THE PARTIES’ POSITIONS
The social workers confirmed to the court that they had seen the bundle before the court, that they had read the most recent statement from the mother and that their recommendations are unchanged.
The mother agrees the recommendations contained in the s7 report and seeks a final order in those terms today.
Before cross examination began, I swore all parties in and asked the father to update the court as to his present position with regard to what orders he seeks. He told the court that he seeks phone calls every other day, with video calls. He suggested the landline, or if she has a tablet, to use that for video calls. As to direct contact he said he wished to see N face to face, twice a week and / or at weekends.
He told the court that he lives in shared accommodation, but is being lined up for a flat, although there is no timescale on that. His position is that he could travel to N by train, collect her from school or home and return her home after a few hours.
He is not presently proposing overnight contact and he accepts that N should live with her mother.
He told the court that he has sent N 4 or 5 cards since the hearing in May and had asked for phone calls but those had been turned down.
THE LAW:
As the father is in person I set out in full what the court must consider when making such a decision.

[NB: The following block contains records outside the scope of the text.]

//! Extraction engine
//!
//! Decides which pages to read from an opened document and assembles the
//! metadata/text/warning payload for one source.

use crate::error::format_error;
use crate::pdf::PdfReader;
use crate::text::{clean_text, truncate_text, DEFAULT_MAX_TEXT_LENGTH};
use serde::Serialize;
use std::collections::HashMap;

/// What to include for one source, derived from the validated request.
#[derive(Debug, Clone)]
pub struct ExtractOptions {
    /// Explicit page selection (already deduplicated and sorted), if any
    pub pages: Option<Vec<u32>>,
    /// Extract all pages as one text block when no explicit pages were given
    pub include_full_text: bool,
    /// Include the document metadata map
    pub include_metadata: bool,
    /// Include the total page count
    pub include_page_count: bool,
    /// Display budget per text block, in characters
    pub max_text_length: usize,
}

impl Default for ExtractOptions {
    fn default() -> Self {
        Self {
            pages: None,
            include_full_text: false,
            include_metadata: true,
            include_page_count: true,
            max_text_length: DEFAULT_MAX_TEXT_LENGTH,
        }
    }
}

/// Text extracted from a specific page
#[derive(Debug, Clone, Serialize)]
pub struct ExtractedPageText {
    /// Page number (1-based)
    pub page: u32,
    /// Cleaned, length-capped text content
    pub text: String,
}

/// Data extracted from one PDF source.
///
/// `full_text` and `page_texts` are mutually exclusive: explicit page requests
/// populate the per-page list, full-text requests populate the joined block.
#[derive(Debug, Clone, Default, Serialize)]
pub struct PdfResultData {
    #[serde(skip_serializing_if = "Option::is_none")]
    pub metadata: Option<HashMap<String, Option<String>>>,
    #[serde(skip_serializing_if = "Option::is_none")]
    pub num_pages: Option<u32>,
    #[serde(skip_serializing_if = "Option::is_none")]
    pub full_text: Option<String>,
    #[serde(skip_serializing_if = "Option::is_none")]
    pub page_texts: Option<Vec<ExtractedPageText>>,
    #[serde(skip_serializing_if = "Option::is_none")]
    pub warnings: Option<Vec<String>>,
}

/// Run the extraction engine over an opened document.
pub fn extract(reader: &PdfReader, options: &ExtractOptions) -> PdfResultData {
    let total_pages = reader.page_count();
    let mut data = PdfResultData::default();

    if options.include_page_count {
        data.num_pages = Some(total_pages);
    }

    if options.include_metadata {
        data.metadata = Some(reader.metadata().clone());
    }

    let mut pages_to_process: Vec<u32> = Vec::new();

    if let Some(requested) = &options.pages {
        let mut invalid_pages: Vec<u32> = Vec::new();
        for &page_num in requested {
            if (1..=total_pages).contains(&page_num) {
                pages_to_process.push(page_num);
            } else {
                invalid_pages.push(page_num);
            }
        }

        if !invalid_pages.is_empty() {
            data.warnings = Some(vec![format!(
                "Requested page numbers {:?} exceed total pages ({})",
                invalid_pages, total_pages
            )]);
        }
    } else if options.include_full_text {
        pages_to_process = (1..=total_pages).collect();
    }

    if !pages_to_process.is_empty() {
        let extracted = extract_page_texts(reader, &pages_to_process, options.max_text_length);

        if options.pages.is_some() {
            data.page_texts = Some(extracted);
        } else {
            let joined = extracted
                .iter()
                .map(|p| p.text.as_str())
                .collect::<Vec<_>>()
                .join("\n\n");
            data.full_text = Some(clean_text(&joined));
        }
    }

    data
}

/// Extract, clean and cap text for each selected page. A page whose text
/// cannot be read gets an error-formatted message in place of its text; the
/// remaining pages are still processed.
fn extract_page_texts(
    reader: &PdfReader,
    page_numbers: &[u32],
    max_text_length: usize,
) -> Vec<ExtractedPageText> {
    let mut extracted = Vec::with_capacity(page_numbers.len());

    for &page_num in page_numbers {
        let text = match reader.page_text(page_num) {
            Ok(raw) => truncate_text(&clean_text(&raw), max_text_length),
            Err(e) => {
                tracing::warn!(page = page_num, error = %e, "page text extraction failed");
                format!(
                    "Error: {}",
                    format_error(&e, &format!("extracting page {}", page_num))
                )
            }
        };

        extracted.push(ExtractedPageText {
            page: page_num,
            text,
        });
    }

    extracted
}

#[cfg(test)]
mod tests {
    use super::*;
    use pretty_assertions::assert_eq;

    fn three_page_reader() -> PdfReader {
        let mut metadata = HashMap::new();
        metadata.insert("Title".to_string(), Some("Test Document".to_string()));
        metadata.insert("Author".to_string(), Some("Jane Doe".to_string()));
        PdfReader::from_parts(
            metadata,
            vec![
                Ok("page  one   text".to_string()),
                Ok("page two text".to_string()),
                Ok("page three text".to_string()),
            ],
        )
    }

    #[test]
    fn test_page_count_and_metadata_included_by_default() {
        let reader = three_page_reader();
        let data = extract(&reader, &ExtractOptions::default());

        assert_eq!(data.num_pages, Some(3));
        let metadata = data.metadata.unwrap();
        assert_eq!(
            metadata.get("Title"),
            Some(&Some("Test Document".to_string()))
        );
        assert!(data.full_text.is_none());
        assert!(data.page_texts.is_none());
        assert!(data.warnings.is_none());
    }

    #[test]
    fn test_flags_can_disable_page_count_and_metadata() {
        let reader = three_page_reader();
        let options = ExtractOptions {
            include_metadata: false,
            include_page_count: false,
            ..ExtractOptions::default()
        };
        let data = extract(&reader, &options);

        assert!(data.num_pages.is_none());
        assert!(data.metadata.is_none());
    }

    #[test]
    fn test_out_of_range_pages_produce_one_warning() {
        let reader = three_page_reader();
        let options = ExtractOptions {
            pages: Some(vec![1, 9999]),
            ..ExtractOptions::default()
        };
        let data = extract(&reader, &options);

        let warnings = data.warnings.unwrap();
        assert_eq!(warnings.len(), 1);
        assert!(warnings[0].contains("9999"));
        assert!(warnings[0].contains("(3)"));

        let pages = data.page_texts.unwrap();
        assert_eq!(pages.len(), 1);
        assert_eq!(pages[0].page, 1);
        assert_eq!(pages[0].text, "page one text");
        assert!(data.full_text.is_none());
    }

    #[test]
    fn test_full_text_joins_pages_with_paragraph_breaks() {
        let reader = three_page_reader();
        let options = ExtractOptions {
            include_full_text: true,
            ..ExtractOptions::default()
        };
        let data = extract(&reader, &options);

        assert_eq!(
            data.full_text.unwrap(),
            "page one text\n\npage two text\n\npage three text"
        );
        assert!(data.page_texts.is_none());
    }

    #[test]
    fn test_no_pages_selected_without_full_text_flag() {
        let reader = three_page_reader();
        let data = extract(&reader, &ExtractOptions::default());
        assert!(data.full_text.is_none());
        assert!(data.page_texts.is_none());
    }

    #[test]
    fn test_single_page_failure_does_not_abort_source() {
        let reader = PdfReader::from_parts(
            HashMap::new(),
            vec![
                Ok("good page".to_string()),
                Err("corrupt stream".to_string()),
                Ok("another good page".to_string()),
            ],
        );
        let options = ExtractOptions {
            pages: Some(vec![1, 2, 3]),
            ..ExtractOptions::default()
        };
        let data = extract(&reader, &options);

        let pages = data.page_texts.unwrap();
        assert_eq!(pages.len(), 3);
        assert_eq!(pages[0].text, "good page");
        assert!(pages[1].text.starts_with("Error:"));
        assert!(pages[1].text.contains("PDF Processing Error"));
        assert_eq!(pages[2].text, "another good page");
    }

    #[test]
    fn test_result_data_serialization_skips_absent_fields() {
        let data = PdfResultData {
            num_pages: Some(2),
            ..PdfResultData::default()
        };
        let value = serde_json::to_value(&data).unwrap();
        assert_eq!(value, serde_json::json!({ "num_pages": 2 }));
    }

    #[test]
    fn test_page_text_respects_display_budget() {
        let reader = PdfReader::from_parts(HashMap::new(), vec![Ok("x".repeat(100))]);
        let options = ExtractOptions {
            pages: Some(vec![1]),
            max_text_length: 50,
            ..ExtractOptions::default()
        };
        let data = extract(&reader, &options);

        let pages = data.page_texts.unwrap();
        assert_eq!(pages[0].text.chars().count(), 50);
        assert!(pages[0].text.ends_with("..."));
    }
}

The relevant law is found at section 1 of the Children Act 1989 which sets out the factors the court must take into account when considering orders sought under s8 of that act. Section 8 orders are the Child Arrangements orders and include Specific Issue and Prohibited Steps order.
The relevant section is:
Welfare of the child.
When a court determines any question with respect to—
the upbringing of a child; or
the administration of a child’s property or the application of any income arising from it,
the child’s welfare shall be the court’s paramount consideration.
In any proceedings in which any question with respect to the upbringing of a child arises, the court shall have regard to the general principle that any delay in determining the question is likely to prejudice the welfare of the child.
(2A) A court, in the circumstances mentioned in subsection (4)(a) or (7), is as respects each parent within subsection (6)(a) to presume, unless the contrary is shown, that involvement of that parent in the life of the child concerned will further the child's welfare.
...
In the circumstances mentioned in subsection (4), a court shall have regard in particular to—
(a)the ascertainable wishes and feelings of the child concerned (considered in the light of his age and understanding);
(b)his physical, emotional and educational needs;
(c)the likely effect on him of any change in his circumstances;
(d)his age, sex, background and any characteristics of his which the court considers relevant;
(e)any harm which he has suffered or is at risk of suffering;
(f)how capable each of his parents, and any other person in relation to whom the court considers the question to be relevant, is of meeting his needs;
(g)the range of powers available to the court under this Act in the proceedings in question.
...
Where a court is considering whether or not to make one or more orders under this Act with respect to a child, it shall not make the order or any of the orders unless it considers that doing so would be better for the child than making no order at all.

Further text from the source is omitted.